Physical Review Letters | 2005
Jacob Ruff; Roger G. Melko; Michel J. P. Gingras
We use Monte Carlo simulations to identify the mechanism that allows for phase transitions in dipolar spin ice to occur and survive for applied magnetic field, H, much larger in strength than that of the spin-spin interactions. In the most generic and highest symmetry case, the spins on one out of four sublattices of the pyrochlore decouple from the total local exchange+dipolar+applied field.
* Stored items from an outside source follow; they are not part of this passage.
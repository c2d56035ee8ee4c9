//! Remote filesystem service contracts.

use std::{future::Future, pin::Pin};

use super::error::RemoteFsResult;
use super::types::{DirectoryEntry, DirectoryListing, DownloadedFile, EntryId, EntryKind};
use super::RemoteFsError;

/// Object-safe boxed future used by [`RemoteFsService`] async methods.
pub type RemoteFsFuture<'a, T> = Pin<Box<dyn Future<Output = T> + 'a>>;

/// Stateless remote filesystem operations, one backend call each.
///
/// Implementations hold no state between calls and never recover errors locally.
pub trait RemoteFsService {
    /// Lists the top-level directories visible to the authenticated user.
    fn list_roots<'a>(&'a self) -> RemoteFsFuture<'a, RemoteFsResult<Vec<DirectoryEntry>>>;

    /// Lists user-pinned directories in server order.
    fn list_favourites<'a>(&'a self) -> RemoteFsFuture<'a, RemoteFsResult<Vec<DirectoryEntry>>>;

    /// Resolves a directory identifier into its current listing.
    fn resolve_directory<'a>(
        &'a self,
        id: &'a EntryId,
    ) -> RemoteFsFuture<'a, RemoteFsResult<DirectoryListing>>;

    /// Creates a directory named `name` inside `parent`.
    fn create_directory<'a>(
        &'a self,
        parent: &'a EntryId,
        name: &'a str,
    ) -> RemoteFsFuture<'a, RemoteFsResult<()>>;

    /// Creates an empty file named `name` inside `parent`.
    fn create_file<'a>(
        &'a self,
        parent: &'a EntryId,
        name: &'a str,
    ) -> RemoteFsFuture<'a, RemoteFsResult<()>>;

    /// Deletes a file or directory.
    fn delete_entry<'a>(
        &'a self,
        id: &'a EntryId,
        kind: EntryKind,
    ) -> RemoteFsFuture<'a, RemoteFsResult<()>>;

    /// Sends one chunk of `file_name` into `directory`. The server appends chunks in arrival
    /// order.
    fn upload_chunk<'a>(
        &'a self,
        directory: &'a EntryId,
        file_name: &'a str,
        chunk: &'a [u8],
    ) -> RemoteFsFuture<'a, RemoteFsResult<()>>;

    /// Downloads a file's content.
    fn download_file<'a>(
        &'a self,
        id: &'a EntryId,
    ) -> RemoteFsFuture<'a, RemoteFsResult<DownloadedFile>>;
}

/// Rejects empty or whitespace-only entry names before any request is issued.
///
/// # Errors
///
/// Returns [`RemoteFsError::Invalid`] for empty names.
pub fn validate_entry_name(name: &str) -> RemoteFsResult<()> {
    if name.trim().is_empty() {
        return Err(RemoteFsError::Invalid("name must not be empty".to_string()));
    }
    Ok(())
}

#[derive(Debug, Clone, Copy, Default)]
/// No-op remote filesystem adapter for unsupported targets and baseline tests.
pub struct NoopRemoteFsService;

impl NoopRemoteFsService {
    fn unavailable<T>(op: &str) -> RemoteFsResult<T> {
        Err(RemoteFsError::Network(format!(
            "remote filesystem unavailable: {op}"
        )))
    }
}

impl RemoteFsService for NoopRemoteFsService {
    fn list_roots<'a>(&'a self) -> RemoteFsFuture<'a, RemoteFsResult<Vec<DirectoryEntry>>> {
        Box::pin(async { Self::unavailable("list_roots") })
    }

    fn list_favourites<'a>(&'a self) -> RemoteFsFuture<'a, RemoteFsResult<Vec<DirectoryEntry>>> {
        Box::pin(async { Self::unavailable("list_favourites") })
    }

    fn resolve_directory<'a>(
        &'a self,
        _id: &'a EntryId,
    ) -> RemoteFsFuture<'a, RemoteFsResult<DirectoryListing>> {
        Box::pin(async { Self::unavailable("resolve_directory") })
    }

    fn create_directory<'a>(
        &'a self,
        _parent: &'a EntryId,
        _name: &'a str,
    ) -> RemoteFsFuture<'a, RemoteFsResult<()>> {
        Box::pin(async { Self::unavailable("create_directory") })
    }

    fn create_file<'a>(
        &'a self,
        _parent: &'a EntryId,
        _name: &'a str,
    ) -> RemoteFsFuture<'a, RemoteFsResult<()>> {
        Box::pin(async { Self::unavailable("create_file") })
    }

    fn delete_entry<'a>(
        &'a self,
        _id: &'a EntryId,
        _kind: EntryKind,
    ) -> RemoteFsFuture<'a, RemoteFsResult<()>> {
        Box::pin(async { Self::unavailable("delete_entry") })
    }

    fn upload_chunk<'a>(
        &'a self,
        _directory: &'a EntryId,
        _file_name: &'a str,
        _chunk: &'a [u8],
    ) -> RemoteFsFuture<'a, RemoteFsResult<()>> {
        Box::pin(async { Self::unavailable("upload_chunk") })
    }

    fn download_file<'a>(
        &'a self,
        _id: &'a EntryId,
    ) -> RemoteFsFuture<'a, RemoteFsResult<DownloadedFile>> {
        Box::pin(async { Self::unavailable("download_file") })
    }
}
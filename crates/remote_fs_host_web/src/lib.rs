//! Browser (`wasm32`) implementations of the [`remote_fs_host`] contracts.
//!
//! Provides the `fetch` transport behind [`WebRemoteFsService`], lazy `File` slicing for chunked
//! uploads, Blob-based download saving, and a `localStorage` preference store. JS interop lives
//! in `bridge/`, with a non-wasm shim so the crate builds and tests on the host. The
//! `host-stub` feature swaps the adapters for no-op implementations.

#![warn(missing_docs, rustdoc::broken_intra_doc_links)]

/// Compile-time host-strategy selection and adapter factories.
pub mod adapters;
mod bridge;
pub mod fs;
pub mod storage;

pub use adapters::{
    host_strategy_name, prefs_store, remote_fs_service, selected_host_strategy, HostStrategy,
    PrefsStoreAdapter, RemoteFsServiceAdapter,
};
pub use fs::download::save_downloaded_file;
pub use fs::transport::{web_remote_fs_service, WebFetchTransport, WebRemoteFsService};
pub use fs::upload::WebFileUploadSource;
pub use storage::local_prefs::WebPrefsStore;
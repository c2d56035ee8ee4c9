//! Upload payloads backed by browser `File` handles.

use std::ops::Range;

use remote_fs_host::{UploadSource, UploadSourceFuture};

use crate::bridge;

#[derive(Debug, Clone)]
/// [`UploadSource`] over a `File` picked by the user. Chunks are sliced lazily, so the whole
/// file is never held in memory.
pub struct WebFileUploadSource {
    file: web_sys::File,
    file_name: String,
    len: u64,
}

impl WebFileUploadSource {
    /// Wraps a picked file, keeping its name and size.
    pub fn new(file: web_sys::File) -> Self {
        let file_name = file.name();
        let len = file.size() as u64;
        Self {
            file,
            file_name,
            len,
        }
    }

    /// Stores the upload under `file_name` instead of the picked file's name.
    pub fn renamed(mut self, file_name: impl Into<String>) -> Self {
        self.file_name = file_name.into();
        self
    }

    /// The wrapped file handle.
    pub fn file(&self) -> &web_sys::File {
        &self.file
    }
}

impl UploadSource for WebFileUploadSource {
    fn file_name(&self) -> &str {
        &self.file_name
    }

    fn len(&self) -> u64 {
        self.len
    }

    fn read_range<'a>(
        &'a self,
        range: Range<u64>,
    ) -> UploadSourceFuture<'a, Result<Vec<u8>, String>> {
        Box::pin(async move {
            if range.end > self.len {
                return Err(format!(
                    "range {}..{} outside {} of {} bytes",
                    range.start, range.end, self.file_name, self.len
                ));
            }
            bridge::read_blob_range(&self.file, range).await
        })
    }
}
In the special case where H is aligned perfectly along the [110] crystallographic direction, spin chains perpendicular to H show a transition to q=X long range order, which proceeds via a one to three dimensional crossover. We propose that these transitions are relevant to the origin of specific heat features observed in powder samples of the Dy2Ti2O7 spin ice material for H above 1 Tesla.